As a naturalized citizen of the United States, you get granted privileges and rights that even legal residents do not get to enjoy. However, it is not easy to apply for naturalization, and you must meet several requirements before even considering it.
The continuous residence requirement is just one of these. But exactly what is it, and what does it mean for you?
Showing proof of residency
The U.S. Citizenship and Immigration Services discusses requirements for continuous residence. In its most basic form, this means that you need to live within the U.S. borders and spend a certain portion of time here before applying for naturalization.

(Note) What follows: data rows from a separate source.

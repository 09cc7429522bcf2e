//! Small-body catalog ingestion.
//!
//! Consumes the tabular response shape of the JPL small-body database
//! query API: `{ "data": [[full_name, epoch, e, a, q, i, om, w, ma], ...] }`
//! where the first field is a string designation and the remaining eight
//! are numeric (the API serializes them as strings).
//!
//! Network fetch is out of scope; the response is read from a bundled
//! asset file when present. Per-row failures drop the row with a
//! diagnostic and never abort ingestion.

use std::path::Path;
use std::sync::LazyLock;

use bevy::prelude::*;
use regex::Regex;
use serde_json::Value;
use thiserror::Error;

use crate::data::BodyRecord;
use crate::orbit::OrbitalElements;
use crate::types::BodyCategory;

/// Display defaults for near-Earth objects.
const NEO_COLOR: Color = Color::srgb(1.0, 1.0, 0.0);
const NEO_OPACITY: f32 = 0.3;
const NEO_RADIUS: f64 = 0.2;

/// Expected fields per catalog row: designation + 8 numeric elements.
const ROW_FIELDS: usize = 9;

/// Catalog asset location relative to the working directory.
const CATALOG_ASSET_PATH: &str = "assets/neo/sbdb.json";

/// Failure to ingest a catalog response.
#[derive(Debug, Error)]
pub enum CatalogError {
    /// Response did not contain a `data` array of rows.
    #[error("unexpected catalog response structure")]
    UnexpectedShape,
    #[error("failed to read catalog file: {0}")]
    Io(#[from] std::io::Error),
    #[error("malformed catalog JSON: {0}")]
    Json(#[from] serde_json::Error),
}

/// Matches designations like " 433 Eros (A898 PA)", capturing "433 Eros".
static NUMBER_NAME_RE: LazyLock<Regex> =
    LazyLock::new(|| Regex::new(r"^\s+(\d+\s+[A-Za-z]+)\s+\(.*\)$").expect("valid regex"));

/// Matches a leading catalog number like "433".
static NUMBER_RE: LazyLock<Regex> = LazyLock::new(|| Regex::new(r"^(\d+)").expect("valid regex"));

/// Extract a display name from a raw designation field.
///
/// Tries the "<number> <name> (<designation>)" pattern first, then a bare
/// leading number. Returns None when the input is not textual or neither
/// pattern applies.
pub fn extract_name(input: &Value) -> Option<String> {
    let text = input.as_str()?;

    if let Some(captures) = NUMBER_NAME_RE.captures(text) {
        return Some(captures[1].to_string());
    }
    if let Some(captures) = NUMBER_RE.captures(text) {
        return Some(captures[1].to_string());
    }
    None
}

/// Parse one numeric field, accepting either a JSON number or a numeric
/// string (the API uses strings).
fn parse_field(value: &Value) -> Option<f64> {
    match value {
        Value::Number(n) => n.as_f64(),
        Value::String(s) => s.trim().parse().ok(),
        _ => None,
    }
}

/// Parse a catalog response into body records.
///
/// Rows with a bad field count or any unparsable numeric field are dropped
/// with a warning; a malformed top-level shape is an error the caller
/// recovers from by continuing without NEOs.
pub fn parse_small_bodies(response: &Value) -> Result<Vec<BodyRecord>, CatalogError> {
    let rows = response
        .get("data")
        .and_then(Value::as_array)
        .ok_or(CatalogError::UnexpectedShape)?;

    let mut records = Vec::new();

    for row in rows {
        let Some(fields) = row.as_array().filter(|f| f.len() == ROW_FIELDS) else {
            warn!("Dropping catalog row with unexpected field count: {row}");
            continue;
        };

        let designation = &fields[0];
        // Fields: full_name, epoch, e, a, q, i, om, w, ma
        let numeric: Vec<Option<f64>> = fields[1..].iter().map(parse_field).collect();
        if numeric.iter().any(Option::is_none) {
            warn!("Invalid data for object: {designation}");
            continue;
        }
        let values: Vec<f64> = numeric.into_iter().flatten().collect();
        let [epoch, e, a, _q, i, om, w, ma] = values[..] else {
            unreachable!("field count checked above");
        };

        // Fall back to the raw trimmed designation when no pattern matches
        let name = extract_name(designation).unwrap_or_else(|| {
            designation
                .as_str()
                .map(|s| s.trim().to_string())
                .unwrap_or_else(|| "no match".to_string())
        });

        records.push(BodyRecord {
            name,
            radius: NEO_RADIUS,
            color: NEO_COLOR,
            opacity: NEO_OPACITY,
            category: BodyCategory::NearEarthObject,
            elements: Some(OrbitalElements {
                a,
                e,
                i,
                om,
                w,
                ma,
                epoch,
            }),
        });
    }

    info!("Fetched and validated {} small bodies", records.len());
    Ok(records)
}

/// Load the bundled small-body catalog, if present.
///
/// Missing or malformed files are not fatal: the error is logged by the
/// caller and the simulation continues with the bodies already loaded.
pub fn load_from_assets_dir() -> Result<Vec<BodyRecord>, CatalogError> {
    let path = Path::new(CATALOG_ASSET_PATH);
    let text = std::fs::read_to_string(path)?;
    let response: Value = serde_json::from_str(&text)?;
    parse_small_bodies(&response)
}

First, you must show that you have held continuous residence in the country for anywhere from 3 to 5 years. The amount of time you need depends on your status upon filing. Qualifications can include homeownership or the renting of an apartment that you resided in for a specific amount of time.
Proving physical presence
You must also show physical presence. Of the last 3 years you have held residence in the country, you must have spent at least 18 of those months in the country. If you are not a qualified spouse then you must show 5 years of continuous residence with 30 of those months demonstrating proof of physical presence.
This does not mean you cannot leave the United States at all for 3 to 5 years. It simply means you should keep your trips short and be sure that you meet the required amount of time. Some exceptions apply, too, such as traveling abroad for a job depending on who you work for.